• Task instructions:
For the material that follows, return exactly the lines from the one with "if let Some(prior)" through the one with "return match current_version", both ends included.

*** Block opens ***

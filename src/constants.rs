//! # Constants
//!
//! Default values and well-known names shared across the controller.

/// Default HTTP port for metrics and health probes
pub const DEFAULT_METRICS_PORT: u16 = 8080;

/// Address the probe server binds to
pub const DEFAULT_BIND_ADDRESS: &str = "0.0.0.0";

/// Server startup timeout (seconds)
pub const DEFAULT_SERVER_STARTUP_TIMEOUT_SECS: u64 = 10;

/// Server readiness poll interval (milliseconds)
pub const DEFAULT_SERVER_POLL_INTERVAL_MS: u64 = 50;

/// Fixed delay before the next pass when a pass asks to be requeued (seconds)
pub const DEFAULT_REQUEUE_PERIOD_SECS: u64 = 15;

/// Delay between teardown passes while owned resources are still present (seconds)
pub const DEFAULT_FINALIZER_REQUEUE_SECS: u64 = 5;

/// Directory holding the per-component manifest sets
pub const DEFAULT_TEMPLATES_DIR: &str = "/usr/local/templates";

/// Namespace the operator itself runs in
pub const DEFAULT_OPERATOR_NAMESPACE: &str = "platform-engine";

/// Namespace sub-components are installed into when the spec leaves it empty
pub const DEFAULT_TARGET_NAMESPACE: &str = "platform-engine";

/// Name of the console plugin registered by the console component
pub const DEFAULT_CONSOLE_PLUGIN: &str = "platform-engine";

/// Version reported when `OPERATOR_VERSION` is not set
pub const DEFAULT_OPERATOR_VERSION: &str = env!("CARGO_PKG_VERSION");

/// Field manager used for every write made by the controller
pub const FIELD_MANAGER: &str = "platform-engine-controller";

/// Finalizer placed on the managing resource
pub const FINALIZER: &str = "finalizer.platform.microscaler.io";

/// Label carrying the name of the managing resource on every installed resource
pub const INSTALLER_NAME_LABEL: &str = "installer.name";

/// Label carrying the namespace of the managing resource on every installed resource
pub const INSTALLER_NAMESPACE_LABEL: &str = "installer.namespace";

/// Annotation holding the content hash of the last applied desired state
pub const LAST_APPLIED_ANNOTATION: &str =
    "installer.platform.microscaler.io/last-applied-configuration";

/// Annotation stamped on every applied resource with the operator version
pub const RELEASE_VERSION_ANNOTATION: &str = "installer.platform.microscaler.io/release-version";

/// Annotation that pauses reconciliation of the managing resource
pub const PAUSE_ANNOTATION: &str = "installer.platform.microscaler.io/pause";

/// Annotation naming the secret that holds the hosted cluster kubeconfig
pub const KUBECONFIG_ANNOTATION: &str = "installer.platform.microscaler.io/kubeconfig";

/// Annotation naming the ConfigMap that carries image overrides
pub const IMAGE_OVERRIDES_ANNOTATION: &str =
    "installer.platform.microscaler.io/image-overrides-configmap";

/// Annotation selecting the deployment mode
pub const DEPLOYMENT_MODE_ANNOTATION: &str = "deploymentmode";

/// Deployment mode value for hosted installs
pub const HOSTED_MODE: &str = "Hosted";

/// Secret data key holding the kubeconfig of the hosted cluster
pub const KUBECONFIG_SECRET_KEY: &str = "kubeconfig";

/// Namespace created by the cluster manager operator for its hub components
pub const HUB_NAMESPACE: &str = "open-cluster-management-hub";
//! # Status Tracker
//!
//! Per-pass registry of component reporters and top-level conditions. A fresh
//! tracker is built for every reconciliation pass and consumed once by
//! [`StatusTracker::report_status`].

use super::condition::{new_condition, now, set_condition};
use super::StatusReporter;
use crate::client::ClusterClient;
use crate::crd::{
    condition_type, reason, ComponentCondition, Condition, ConditionStatus, Phase,
    PlatformEngine, PlatformEngineStatus,
};
use std::sync::Arc;
use tracing::debug;

type ComponentKey = (String, String);

#[derive(Debug, Default)]
pub struct StatusTracker {
    uid: Option<String>,
    components: Vec<(ComponentKey, Arc<dyn StatusReporter>)>,
    conditions: Vec<Condition>,
}

impl StatusTracker {
    pub fn new() -> Self {
        Self::default()
    }

    /// Clear all tracked state, scoping the tracker to `uid`
    pub fn reset(&mut self, uid: &str) {
        self.uid = Some(uid.to_string());
        self.components.clear();
        self.conditions.clear();
    }

    pub fn uid(&self) -> Option<&str> {
        self.uid.as_deref()
    }

    /// Track a reporter; a reporter with the same name and namespace is replaced
    pub fn add_component<R: StatusReporter + 'static>(&mut self, reporter: R) {
        self.add_shared(Arc::new(reporter));
    }

    pub fn add_shared(&mut self, reporter: Arc<dyn StatusReporter>) {
        let key = (reporter.name().to_string(), reporter.namespace().to_string());
        match self.components.iter_mut().find(|(k, _)| *k == key) {
            Some(slot) => slot.1 = reporter,
            None => self.components.push((key, reporter)),
        }
    }

    /// Stop tracking the reporter with this identity; absent keys are ignored
    pub fn remove_component(&mut self, reporter: &dyn StatusReporter) {
        self.remove_key(reporter.name(), reporter.namespace());
    }

    pub fn remove_key(&mut self, name: &str, namespace: &str) {
        self.components
            .retain(|((n, ns), _)| !(n == name && ns == namespace));
    }

    pub fn component_count(&self) -> usize {
        self.components.len()
    }

    pub fn is_tracked(&self, name: &str, namespace: &str) -> bool {
        self.components
            .iter()
            .any(|((n, ns), _)| n == name && ns == namespace)
    }

    /// Upsert a top-level condition by type
    pub fn add_condition(&mut self, condition: Condition) {
        set_condition(&mut self.conditions, condition);
    }

    pub fn conditions(&self) -> &[Condition] {
        &self.conditions
    }

    /// Probe every tracked component and build the aggregate status
    ///
    /// `engine` supplies the previously persisted status, used to keep
    /// transition times stable, plus the deletion and pause markers.
    pub async fn report_status(
        &mut self,
        client: &dyn ClusterClient,
        engine: &PlatformEngine,
        version: &str,
    ) -> PlatformEngineStatus {
        let previous = engine.status.clone().unwrap_or_default();
        let stamp = now();

        let mut components = Vec::with_capacity(self.components.len());
        for (_, reporter) in &self.components {
            let mut condition = reporter.status(client).await;
            carry_component_times(&mut condition, &previous.components, &stamp);
            components.push(condition);
        }

        let unavailable: Vec<&str> = components
            .iter()
            .filter(|c| !c.available)
            .map(|c| c.name.as_str())
            .collect();
        let all_available = !components.is_empty() && unavailable.is_empty();

        if all_available {
            self.add_condition(new_condition(
                condition_type::AVAILABLE,
                ConditionStatus::True,
                reason::COMPONENTS_AVAILABLE,
                "All components are available",
            ));
        } else if components.is_empty() {
            self.add_condition(new_condition(
                condition_type::AVAILABLE,
                ConditionStatus::False,
                reason::COMPONENTS_UNAVAILABLE,
                "No components are tracked",
            ));
        } else {
            self.add_condition(new_condition(
                condition_type::AVAILABLE,
                ConditionStatus::False,
                reason::COMPONENTS_UNAVAILABLE,
                format!(
                    "The following components are unavailable: {}",
                    unavailable.join(", ")
                ),
            ));
        }

        let mut conditions = self.conditions.clone();
        carry_condition_times(&mut conditions, &previous.conditions);

        let phase = compute_phase(
            &conditions,
            &components,
            engine,
            previous.current_version.as_deref(),
            version,
        );
        debug!(%phase, components = components.len(), "Aggregated status");

        let current_version = if phase == Phase::Available {
            Some(version.to_string())
        } else {
            previous.current_version.clone()
        };

        PlatformEngineStatus {
            phase: Some(phase),
            components,
            conditions,
            current_version,
            desired_version: Some(version.to_string()),
        }
    }
}

/// Keep the persisted transition time while status is unchanged for a component
fn carry_component_times(
    condition: &mut ComponentCondition,
    previous: &[ComponentCondition],
    stamp: &str,
) {
    let prior = previous.iter().find(|p| {
        p.name == condition.name && p.kind == condition.kind && p.r#type == condition.r#type
    });
    condition.last_transition_time = match prior {
        Some(p) if p.status == condition.status => p.last_transition_time.clone(),
        Some(_) => Some(stamp.to_string()),
        None => condition
            .last_transition_time
            .clone()
            .or_else(|| Some(stamp.to_string())),
    };
    condition.last_update_time = Some(stamp.to_string());
}

/// Keep the persisted transition time of top-level conditions whose status is unchanged
fn carry_condition_times(conditions: &mut [Condition], previous: &[Condition]) {
    for condition in conditions {
        if let Some(prior) = previous.iter().find(|p| p.r#type == condition.r#type) {
            if prior.status == condition.status {
                condition.last_transition_time = prior.last_transition_time.clone();
            }
        }
    }
}

fn compute_phase(
    conditions: &[Condition],
    components: &[ComponentCondition],
    engine: &PlatformEngine,
    current_version: Option<&str>,
    version: &str,
) -> Phase {
    let failed = conditions.iter().any(|c| {
        c.r#type == condition_type::PROGRESSING && c.status == ConditionStatus::False
    });
    if failed {
        return Phase::Error;
    }
    if engine.is_deleting() {
        return Phase::Uninstalling;
    }
    if engine.is_paused() {
        return Phase::Paused;
    }
    if components.is_empty() {
        return Phase::Error;
    }
    if components.iter().any(|c| !c.available) {
        return match current_version {
            Some(current) if current != version => Phase::Updating,
            _ => Phase::Progressing,
        };
    }
    Phase::Available
}

#[cfg(test)]
mod tests {
    use super::*;
    use crate::client::InMemoryCluster;
    use crate::controller::status::StaticStatus;
    use crate::crd::PlatformEngineSpec;

    fn fixed(name: &str, available: bool) -> StaticStatus {
        StaticStatus::new(
            name,
            "ns",
            "",
            ComponentCondition {
                r#type: "Available".to_string(),
                status: ConditionStatus::from_bool(available),
                available,
                ..Default::default()
            },
        )
    }

    fn engine() -> PlatformEngine {
        PlatformEngine::new("engine", PlatformEngineSpec::default())
    }

    #[test]
    fn test_add_component_is_idempotent() {
        let mut tracker = StatusTracker::new();
        tracker.add_component(fixed("a", true));
        tracker.add_component(fixed("a", false));
        assert_eq!(tracker.component_count(), 1);
        tracker.add_component(fixed("b", true));
        assert_eq!(tracker.component_count(), 2);
    }

    #[test]
    fn test_remove_absent_component_is_noop() {
        let mut tracker = StatusTracker::new();
        tracker.add_component(fixed("a", true));
        tracker.remove_component(&fixed("missing", true));
        assert_eq!(tracker.component_count(), 1);
        tracker.remove_component(&fixed("a", true));
        assert_eq!(tracker.component_count(), 0);
    }

    #[tokio::test]
    async fn test_re_added_reporter_replaces_previous() {
        let mut tracker = StatusTracker::new();
        tracker.add_component(fixed("a", false));
        tracker.add_component(fixed("a", true));
        let status = tracker
            .report_status(&InMemoryCluster::new(), &engine(), "1.0.0")
            .await;
        assert_eq!(status.phase, Some(Phase::Available));
    }

    #[tokio::test]
    async fn test_all_available_yields_available_phase_and_version() {
        let mut tracker = StatusTracker::new();
        tracker.add_component(fixed("a", true));
        tracker.add_component(fixed("b", true));
        let status = tracker
            .report_status(&InMemoryCluster::new(), &engine(), "2.0.0")
            .await;
        assert_eq!(status.phase, Some(Phase::Available));
        assert_eq!(status.current_version.as_deref(), Some("2.0.0"));
        assert_eq!(status.desired_version.as_deref(), Some("2.0.0"));
        let available = status
            .conditions
            .iter()
            .find(|c| c.r#type == condition_type::AVAILABLE)
            .unwrap();
        assert_eq!(available.status, ConditionStatus::True);
    }

    #[tokio::test]
    async fn test_one_unavailable_component_blocks_available() {
        let mut tracker = StatusTracker::new();
        tracker.add_component(fixed("a", true));
        tracker.add_component(fixed("b", false));
        let status = tracker
            .report_status(&InMemoryCluster::new(), &engine(), "2.0.0")
            .await;
        assert_eq!(status.phase, Some(Phase::Progressing));
        assert_eq!(status.current_version, None);
        let available = status
            .conditions
            .iter()
            .find(|c| c.r#type == condition_type::AVAILABLE)
            .unwrap();
        assert!(available.message.as_deref().unwrap().contains('b'));
    }

    #[tokio::test]
    async fn test_version_change_while_unready_is_updating() {
        let mut pe = engine();
        pe.status = Some(PlatformEngineStatus {
            current_version: Some("1.0.0".to_string()),
            ..Default::default()
        });
        let mut tracker = StatusTracker::new();
        tracker.add_component(fixed("a", false));
        let status = tracker
            .report_status(&InMemoryCluster::new(), &pe, "2.0.0")
            .await;
        assert_eq!(status.phase, Some(Phase::Updating));
        assert_eq!(status.current_version.as_deref(), Some("1.0.0"));
    }

    #[tokio::test]
    async fn test_failed_progressing_condition_is_error() {
        let mut tracker = StatusTracker::new();
        tracker.add_component(fixed("a", true));
        tracker.add_condition(new_condition(
            condition_type::PROGRESSING,
            ConditionStatus::False,
            reason::REQUIREMENTS_NOT_MET,
            "no images",
        ));
        let status = tracker
            .report_status(&InMemoryCluster::new(), &engine(), "1.0.0")
            .await;
        assert_eq!(status.phase, Some(Phase::Error));
    }

    #[tokio::test]
    async fn test_no_components_is_error() {
        let mut tracker = StatusTracker::new();
        let status = tracker
            .report_status(&InMemoryCluster::new(), &engine(), "1.0.0")
            .await;
        assert_eq!(status.phase, Some(Phase::Error));
    }

    #[tokio::test]
    async fn test_component_transition_time_kept_while_status_unchanged() {
        let mut pe = engine();
        pe.status = Some(PlatformEngineStatus {
            components: vec![ComponentCondition {
                name: "a".to_string(),
                kind: "Component".to_string(),
                r#type: "Available".to_string(),
                status: ConditionStatus::True,
                last_transition_time: Some("2020-01-01T00:00:00Z".to_string()),
                last_update_time: Some("2020-01-01T00:00:00Z".to_string()),
                available: true,
                ..Default::default()
            }],
            ..Default::default()
        });

        let mut tracker = StatusTracker::new();
        tracker.add_component(fixed("a", true));
        let status = tracker.report_status(&InMemoryCluster::new(), &pe, "1").await;
        let a = &status.components[0];
        assert_eq!(a.last_transition_time.as_deref(), Some("2020-01-01T00:00:00Z"));
        assert_ne!(a.last_update_time.as_deref(), Some("2020-01-01T00:00:00Z"));

        let mut tracker = StatusTracker::new();
        tracker.add_component(fixed("a", false));
        let status = tracker.report_status(&InMemoryCluster::new(), &pe, "1").await;
        assert_ne!(
            status.components[0].last_transition_time.as_deref(),
            Some("2020-01-01T00:00:00Z")
        );
    }

    #[test]
    fn test_reset_clears_everything() {
        let mut tracker = StatusTracker::new();
        tracker.add_component(fixed("a", true));
        tracker.add_condition(new_condition("Progressing", ConditionStatus::True, "x", ""));
        tracker.reset("uid-1");
        assert_eq!(tracker.component_count(), 0);
        assert!(tracker.conditions().is_empty());
        assert_eq!(tracker.uid(), Some("uid-1"));
    }
}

*** Block closes ***

• Solution below:
        if let Some(prior) = previous.iter().find(|p| p.r#type == condition.r#type) {
            if prior.status == condition.status {
                condition.last_transition_time = prior.last_transition_time.clone();
            }
        }
    }
}

fn compute_phase(
    conditions: &[Condition],
    components: &[ComponentCondition],
    engine: &PlatformEngine,
    current_version: Option<&str>,
    version: &str,
) -> Phase {
    let failed = conditions.iter().any(|c| {
        c.r#type == condition_type::PROGRESSING && c.status == ConditionStatus::False
    });
    if failed {
        return Phase::Error;
    }
    if engine.is_deleting() {
        return Phase::Uninstalling;
    }
    if engine.is_paused() {
        return Phase::Paused;
    }
    if components.is_empty() {
        return Phase::Error;
    }
    if components.iter().any(|c| !c.available) {
        return match current_version {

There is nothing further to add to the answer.